When I was an internet lad, you used to be able to search Amazon for Sherlock Holmes related Christmas gifts without being presented with a link to a B-minus Holmes film that your Amazon Prime account would start up with just a click.
So it was that I found myself watching Sherlock Holmes and the Shadow Watchers, a 2011 production that has "community theater" written all over it. An original tale, Shadow Watchers features a Sherlock whose idea of an experiment is holding his breath until he passes out, an Inspector Lestrade who bums whiskey off beat constables, and a Watson that . . . well . . . might have actually made a passable Watson with some better casting around him.
Shadow Watcher's Sherlock seems more like a country parson with a Holmes delusion than the real deal. Of course, this Holmes, like the one in The Private Life of Sherlock Holmes, freely admits that Watson's writings embellish him somewhat. So if you take it as a "Watson-embellished" Holmes, about anyone can play him.
Lestrade, however, is quite an idiot, even for Lestrade: "Someone will have to face justice for this, Raleigh, and I've told you, it's not going to be me." This Lestrade seems so incompetent that he might actually arrest himself by mistake. (His second suspect, after Raleigh, is Paganini.)
If Nicolo Paganini, however, had heard the violin-scraping that this Sherlock passes off as a Paganini tune, I suspect he might have made a new deal with the devil to have the cast and crew of this film taken to a special hell.

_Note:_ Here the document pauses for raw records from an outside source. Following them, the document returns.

//! Process-wide tracing setup.
//!
//! Library crates only emit `tracing` events; binaries call [`init`] once at
//! startup to decide where they go.

/// Tracing subscriber configuration (filters, formatting).
pub mod tracing;

/// Initialize tracing with the default `info` filter.
///
/// This is safe to call multiple times; subsequent calls become no-ops.
pub fn init() {
    tracing::init(tracing::DEFAULT_FILTER);
}

/// Initialize tracing, falling back to `default_filter` when `RUST_LOG` is unset.
pub fn init_with_default(default_filter: &str) {
    tracing::init(default_filter);
}
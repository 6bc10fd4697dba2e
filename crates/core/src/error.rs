//! Domain error model.

use thiserror::Error;

/// Result type used across the domain layer.
pub type DomainResult<T> = Result<T, DomainError>;

/// Domain-level error.
///
/// Only input-boundary failures live here (malformed records, bad form
/// submissions, rejected configuration). Aggregation itself is total and never
/// produces one of these.
#[derive(Debug, Error, Clone, PartialEq, Eq)]
pub enum DomainError {
    /// A value failed validation (e.g. an empty product name).
    #[error("validation failed: {0}")]
    Validation(String),

    /// An identifier was invalid (e.g. parse failure).
    #[error("invalid identifier: {0}")]
    InvalidId(String),

    /// A timestamp could not be parsed into an instant.
    #[error("invalid timestamp {value:?} for field `{field}`")]
    InvalidTimestamp { field: &'static str, value: String },
}

impl DomainError {
    pub fn validation(msg: impl Into<String>) -> Self {
        Self::Validation(msg.into())
    }

    pub fn invalid_id(msg: impl Into<String>) -> Self {
        Self::InvalidId(msg.into())
    }

    pub fn invalid_timestamp(field: &'static str, value: impl Into<String>) -> Self {
        Self::InvalidTimestamp {
            field,
            value: value.into(),
        }
    }
}
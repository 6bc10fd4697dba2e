//! Tracing/logging initialization.

use tracing_subscriber::EnvFilter;

/// Filter used when `RUST_LOG` is not set.
pub const DEFAULT_FILTER: &str = "info";

/// Resolve the filter: `RUST_LOG` if valid, otherwise `default_filter`.
pub fn filter(default_filter: &str) -> EnvFilter {
    EnvFilter::try_from_default_env().unwrap_or_else(|_| EnvFilter::new(default_filter))
}

/// Install the JSON subscriber.
///
/// Safe to call multiple times (subsequent calls are no-ops).
pub fn init(default_filter: &str) {
    // JSON logs + timestamps on stderr, so stdout stays clean for command output.
    let _ = tracing_subscriber::fmt()
        .with_env_filter(filter(default_filter))
        .json()
        .with_timer(tracing_subscriber::fmt::time::SystemTime)
        .with_target(false)
        .with_writer(std::io::stderr)
        .try_init();
}
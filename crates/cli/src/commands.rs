use std::fs;
use std::path::{Path, PathBuf};

use anyhow::{Context, Result, anyhow};
use chrono::Utc;
use clap::Args;
use rust_decimal::Decimal;
use serde::Serialize;

use lotwise_catalog::{Category, CategoryDirectory, TextTone};
use lotwise_inventory::{
    AggregatedPosition, AggregationMode, Aggregator, CostingConfig, RawLot, RawLotRecord,
    StockLevel, find_position_mut, parse_records, search,
};
use lotwise_sales::{InMemorySaleLedger, SaleRecord, sell_and_record};

/// Source snapshot files.
#[derive(Debug, Clone, Args)]
pub struct Inputs {
    /// JSON array of lot records
    #[arg(long)]
    pub lots: PathBuf,

    /// JSON array of category records
    #[arg(long)]
    pub categories: PathBuf,
}

/// A position plus its display badges.
#[derive(Debug, Clone, Serialize)]
#[serde(rename_all = "camelCase")]
pub struct PositionView {
    #[serde(flatten)]
    pub position: AggregatedPosition,
    pub stock_level: StockLevel,
    pub text_tone: TextTone,
}

impl PositionView {
    fn new(position: AggregatedPosition, config: &CostingConfig) -> Self {
        Self {
            stock_level: position.stock_level(config),
            text_tone: position.category.text_tone(),
            position,
        }
    }
}

#[derive(Debug, Clone, Serialize)]
pub struct SellOutcome {
    pub sale: SaleRecord,
    pub remaining: PositionView,
}

pub fn load_lots(path: &Path) -> Result<Vec<RawLot>> {
    let raw = fs::read_to_string(path)
        .with_context(|| format!("reading lots from {}", path.display()))?;
    let records: Vec<RawLotRecord> = serde_json::from_str(&raw)
        .with_context(|| format!("parsing lots in {}", path.display()))?;
    Ok(parse_records(records)?)
}

pub fn load_categories(path: &Path) -> Result<CategoryDirectory> {
    let raw = fs::read_to_string(path)
        .with_context(|| format!("reading categories from {}", path.display()))?;
    let categories: Vec<Category> = serde_json::from_str(&raw)
        .with_context(|| format!("parsing categories in {}", path.display()))?;
    Ok(CategoryDirectory::from_categories(categories))
}

fn load(
    input: &Inputs,
    mode: AggregationMode,
    config: &CostingConfig,
) -> Result<Vec<AggregatedPosition>> {
    let lots = load_lots(&input.lots)?;
    let categories = load_categories(&input.categories)?;
    Ok(Aggregator::new(config).aggregate(&lots, &categories, mode))
}

pub fn aggregate(
    input: &Inputs,
    mode: AggregationMode,
    term: Option<&str>,
    config: &CostingConfig,
) -> Result<Vec<PositionView>> {
    let positions = load(input, mode, config)?;
    let kept = search(&positions, term.unwrap_or(""));
    Ok(kept
        .into_iter()
        .map(|p| PositionView::new(p.clone(), config))
        .collect())
}

pub fn sell(
    input: &Inputs,
    name: &str,
    category: &str,
    quantity: i64,
    price: Option<Decimal>,
    config: &CostingConfig,
) -> Result<SellOutcome> {
    let mut positions = load(input, AggregationMode::Sum, config)?;
    let position = find_position_mut(&mut positions, name, category)
        .ok_or_else(|| anyhow!("no stock for {name:?} in category {category:?}"))?;

    let price = price.unwrap_or(position.current_sale_price);
    let ledger = InMemorySaleLedger::new();
    let sale = sell_and_record(position, quantity, price, Utc::now(), &ledger)?;

    Ok(SellOutcome {
        sale,
        remaining: PositionView::new(position.clone(), config),
    })
}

The mystery isn't too mysterious, as like many a TV show, we see the killer doing the killing. And prostitution in Shadow Watcher's London must pay well, as even when the journalist Raleigh tells the prostitute he's in love with that he can take her away from "all this," he's doing so in front of a marble fireplace in a a room with some posh Victorian furnishings.
Sherlock Holmes and the Shadow Watchers is one of those movies that seems best played with a little alcohol and friends. In one scene, Holmes and Watson are sitting together in a fashion that looks, for all the world, like Watson is Holmes's ventriloquist dummy. In another scene both night and moving fog look to have been laid in in post-production. And there's a red-robed cardinal who just won't shut up.

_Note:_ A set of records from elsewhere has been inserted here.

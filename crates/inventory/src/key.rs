//! Identity keying: which lots belong to the same group.

use lotwise_catalog::{CategoryDirectory, CategoryDisplay};
use lotwise_core::{CategoryId, ValueObject};

use crate::lot::RawLot;

/// Category component of a [`GroupKey`].
///
/// A resolved label and an unresolved raw identifier never compare equal, even
/// when their text matches, so a lookup miss always forms its own group.
#[derive(Debug, Clone, PartialEq, Eq, Hash)]
pub enum CategoryKey {
    Resolved(String),
    Unresolved(CategoryId),
}

/// Grouping identity of a lot: `(product name, resolved category)`.
#[derive(Debug, Clone, PartialEq, Eq, Hash)]
pub struct GroupKey {
    name: String,
    category: CategoryKey,
}

impl ValueObject for GroupKey {}

impl GroupKey {
    pub fn new(name: impl Into<String>, category: CategoryKey) -> Self {
        Self {
            name: name.into(),
            category,
        }
    }

    /// Key for a lot whose category has already been looked up.
    pub fn from_display(name: &str, raw_category: &CategoryId, display: &CategoryDisplay) -> Self {
        let category = if display.resolved {
            CategoryKey::Resolved(display.label.clone())
        } else {
            CategoryKey::Unresolved(raw_category.clone())
        };
        Self::new(name, category)
    }

    pub fn name(&self) -> &str {
        &self.name
    }

    pub fn category(&self) -> &CategoryKey {
        &self.category
    }
}

/// Resolve a lot's category and derive its key in one lookup.
pub fn identify(lot: &RawLot, categories: &CategoryDirectory) -> (GroupKey, CategoryDisplay) {
    let display = categories.display(&lot.category);
    let key = GroupKey::from_display(&lot.name, &lot.category, &display);
    (key, display)
}

/// Grouping key of a lot.
pub fn key(lot: &RawLot, categories: &CategoryDirectory) -> GroupKey {
    identify(lot, categories).0
}

#[cfg(test)]
mod tests {
    use super::*;
    use chrono::Utc;
    use lotwise_catalog::Category;
    use lotwise_core::LotId;
    use rust_decimal::Decimal;

    fn lot(id: &str, name: &str, category: &str) -> RawLot {
        let now = Utc::now();
        RawLot {
            id: LotId::new(id).unwrap(),
            name: name.to_string(),
            category: CategoryId::new(category).unwrap(),
            quantity: 1,
            unit_cost: Decimal::ONE,
            created_at: now,
            updated_at: now,
        }
    }

    fn directory() -> CategoryDirectory {
        CategoryDirectory::from_categories([
            Category {
                id: CategoryId::new("c1").unwrap(),
                name: "Lacteos".to_string(),
                color: "#ffffff".to_string(),
            },
            Category {
                id: CategoryId::new("c1-legacy").unwrap(),
                name: "Lacteos".to_string(),
                color: "#eeeeee".to_string(),
            },
        ])
    }

    #[test]
    fn same_name_and_category_share_a_key() {
        let dir = directory();
        assert_eq!(key(&lot("a", "Leche", "c1"), &dir), key(&lot("b", "Leche", "c1"), &dir));
    }

    #[test]
    fn key_is_by_resolved_label_not_raw_id() {
        let dir = directory();
        assert_eq!(
            key(&lot("a", "Leche", "c1"), &dir),
            key(&lot("b", "Leche", "c1-legacy"), &dir)
        );
    }

    #[test]
    fn different_names_split() {
        let dir = directory();
        assert_ne!(key(&lot("a", "Leche", "c1"), &dir), key(&lot("b", "Queso", "c1"), &dir));
    }

    #[test]
    fn miss_never_collides_with_a_resolved_label() {
        let dir = directory();
        // Raw id text equals a real category's label.
        let missed = key(&lot("a", "Leche", "Lacteos"), &dir);
        let resolved = key(&lot("b", "Leche", "c1"), &dir);
        assert_ne!(missed, resolved);
        assert!(matches!(
            missed.category(),
            CategoryKey::Unresolved(id) if id.as_str() == "Lacteos"
        ));
    }

    #[test]
    fn identify_returns_display_for_the_same_lookup() {
        let dir = directory();
        let (k, display) = identify(&lot("a", "Leche", "zz"), &dir);
        assert_eq!(k.name(), "Leche");
        assert_eq!(display.label, "zz");
        assert!(!display.resolved);
    }
}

"Wait! I'm the bloody policeman!" Lestrade calls out, chasing after Watson during the exciting conclusion, like he's trying to direct the film from within. (The actual director is the Sherlock Holmes of the film, Anthony D.P. Mann. Holmeses are often their own directors, it seems.)

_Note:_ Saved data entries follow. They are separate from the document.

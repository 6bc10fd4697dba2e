use anyhow::Result;
use clap::{Parser, Subcommand, ValueEnum};
use rust_decimal::Decimal;

use lotwise_inventory::{AggregationMode, CostingConfig};

mod commands;

#[derive(Parser)]
#[command(name = "lotwise")]
#[command(about = "Lot aggregation and costing", long_about = None)]
struct Cli {
    #[command(subcommand)]
    cmd: Commands,
}

#[derive(Subcommand)]
enum Commands {
    /// Fold lots into positions and print them as JSON lines
    Aggregate {
        #[command(flatten)]
        input: commands::Inputs,

        /// cost: weighted average + sale price; sum: latest cost only
        #[arg(long, value_enum, default_value_t = ModeArg::Cost)]
        mode: ModeArg,

        /// Keep only positions whose name or category contains this text
        #[arg(long)]
        search: Option<String>,
    },

    /// Settle a sale against a position (aggregated in sum mode)
    Sell {
        #[command(flatten)]
        input: commands::Inputs,

        /// Product name
        #[arg(long)]
        name: String,

        /// Category label as displayed
        #[arg(long)]
        category: String,

        #[arg(long, allow_negative_numbers = true)]
        quantity: i64,

        /// Unit sale price; defaults to the position's current price
        #[arg(long)]
        price: Option<Decimal>,
    },
}

#[derive(Debug, Clone, Copy, ValueEnum)]
enum ModeArg {
    Cost,
    Sum,
}

impl From<ModeArg> for AggregationMode {
    fn from(value: ModeArg) -> Self {
        match value {
            ModeArg::Cost => AggregationMode::Cost,
            ModeArg::Sum => AggregationMode::Sum,
        }
    }
}

fn main() -> Result<()> {
    lotwise_observability::init_with_default("warn");

    let config = CostingConfig::from_env();
    tracing::debug!(?config, "costing configuration");
    let cli = Cli::parse();

    match cli.cmd {
        Commands::Aggregate {
            input,
            mode,
            search,
        } => {
            let views = commands::aggregate(&input, mode.into(), search.as_deref(), &config)?;
            for view in &views {
                println!("{}", serde_json::to_string(view)?);
            }
        }
        Commands::Sell {
            input,
            name,
            category,
            quantity,
            price,
        } => {
            let outcome = commands::sell(&input, &name, &category, quantity, price, &config)?;
            println!("{}", serde_json::to_string(&outcome)?);
        }
    }

    Ok(())
}
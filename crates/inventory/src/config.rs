//! Costing and stock-badge tunables.

use core::str::FromStr;

use rust_decimal::Decimal;

use lotwise_core::{DomainError, DomainResult};

use crate::blend::{BIAS_FACTOR, CostBlender, MARKUP};

/// Positions with fewer units than this are critically low.
pub const CRITICAL_STOCK_BELOW: i64 = 100;

/// Positions with fewer units than this (but not critical) are low.
pub const LOW_STOCK_BELOW: i64 = 200;

pub const ENV_BIAS_FACTOR: &str = "LOTWISE_BIAS_FACTOR";
pub const ENV_MARKUP: &str = "LOTWISE_MARKUP";
pub const ENV_CRITICAL_STOCK_BELOW: &str = "LOTWISE_CRITICAL_STOCK_BELOW";
pub const ENV_LOW_STOCK_BELOW: &str = "LOTWISE_LOW_STOCK_BELOW";

#[derive(Debug, Clone, Copy, PartialEq, Eq)]
pub struct CostingConfig {
    pub bias_factor: Decimal,
    pub markup: Decimal,
    pub critical_stock_below: i64,
    pub low_stock_below: i64,
}

impl Default for CostingConfig {
    fn default() -> Self {
        Self {
            bias_factor: BIAS_FACTOR,
            markup: MARKUP,
            critical_stock_below: CRITICAL_STOCK_BELOW,
            low_stock_below: LOW_STOCK_BELOW,
        }
    }
}

impl CostingConfig {
    /// Read overrides from `LOTWISE_*` environment variables.
    pub fn from_env() -> Self {
        Self::from_lookup(|key| std::env::var(key).ok())
    }

    /// Build from an arbitrary key lookup.
    ///
    /// A value that does not parse is ignored with a warning. If the combined
    /// result fails [`CostingConfig::validate`], the defaults are used instead.
    pub fn from_lookup(lookup: impl Fn(&str) -> Option<String>) -> Self {
        let defaults = Self::default();
        let config = Self {
            bias_factor: read(&lookup, ENV_BIAS_FACTOR, defaults.bias_factor),
            markup: read(&lookup, ENV_MARKUP, defaults.markup),
            critical_stock_below: read(
                &lookup,
                ENV_CRITICAL_STOCK_BELOW,
                defaults.critical_stock_below,
            ),
            low_stock_below: read(&lookup, ENV_LOW_STOCK_BELOW, defaults.low_stock_below),
        };

        match config.validate() {
            Ok(()) => config,
            Err(e) => {
                tracing::warn!(error = %e, "costing overrides rejected; using defaults");
                defaults
            }
        }
    }

    pub fn validate(&self) -> DomainResult<()> {
        if self.bias_factor < Decimal::ZERO || self.bias_factor > Decimal::ONE {
            return Err(DomainError::validation("bias factor must be within [0, 1]"));
        }
        if self.markup < Decimal::ONE {
            return Err(DomainError::validation("markup cannot be below 1"));
        }
        if self.critical_stock_below > self.low_stock_below {
            return Err(DomainError::validation(
                "critical stock threshold cannot exceed low stock threshold",
            ));
        }
        Ok(())
    }

    pub fn blender(&self) -> CostBlender {
        CostBlender::new(self.bias_factor, self.markup)
    }
}

fn read<T: FromStr + Copy>(lookup: &impl Fn(&str) -> Option<String>, key: &str, default: T) -> T {
    let Some(raw) = lookup(key) else {
        return default;
    };
    match raw.trim().parse() {
        Ok(value) => value,
        Err(_) => {
            tracing::warn!(key, value = %raw, "ignoring unparsable override");
            default
        }
    }
}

"A mummfied bog-man" is mentioned in the wrap-up as their next case, after much ado from the bad-acting Lestrade over no one talking about the current one, however, and I actually found myself wanting to see that case as well, so I guess there was something to recommend in this Canadian production . . . at least if you have an appreciation for a certain level of cinema.
And it was approved by the Conan Doyle Estate.
But now that I've seen it, it won't be going on my Amazon Wish List. Back to shopping.